* _Assignment_
Wherever a line in the records below contains "filename", copy that line.

* _Records shown_
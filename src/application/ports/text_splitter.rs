pub trait TextSplitter: Send + Sync {
    /// Splits raw text into chunk contents, dropping empty chunks.
    fn split(&self, text: &str) -> Vec<String>;
}
use std::io;
use std::path::Path;

use crate::domain::{ContentType, SourceFile};

/// Reads the knowledge-base sources (HTML and plain text) directly inside `dir`, sorted by name.
///
/// Files of other types and subdirectories are skipped.
pub async fn read_source_dir(dir: &Path) -> io::Result<Vec<SourceFile>> {
    let mut entries = tokio::fs::read_dir(dir).await?;
    let mut sources = Vec::new();

    while let Some(entry) = entries.next_entry().await? {
        let path = entry.path();
        if !entry.file_type().await?.is_file() {
            continue;
        }

        let content_type = match ContentType::from_path(&path) {
            Some(ct @ (ContentType::Html | ContentType::Text)) => ct,
            _ => {
                tracing::debug!(path = %path.display(), "Skipping non-source file");
                continue;
            }
        };

        let filename = entry.file_name().to_string_lossy().into_owned();
        let data = tokio::fs::read(&path).await?;
        sources.push(SourceFile::new(filename, content_type, data));
    }

    sources.sort_by(|a, b| a.document.filename.cmp(&b.document.filename));
    Ok(sources)
}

* _Response for this exercise_
filename src/application/ports/text_splitter.rs
        let filename = entry.file_name().to_string_lossy().into_owned();
        sources.push(SourceFile::new(filename, content_type, data));
    sources.sort_by(|a, b| a.document.filename.cmp(&b.document.filename));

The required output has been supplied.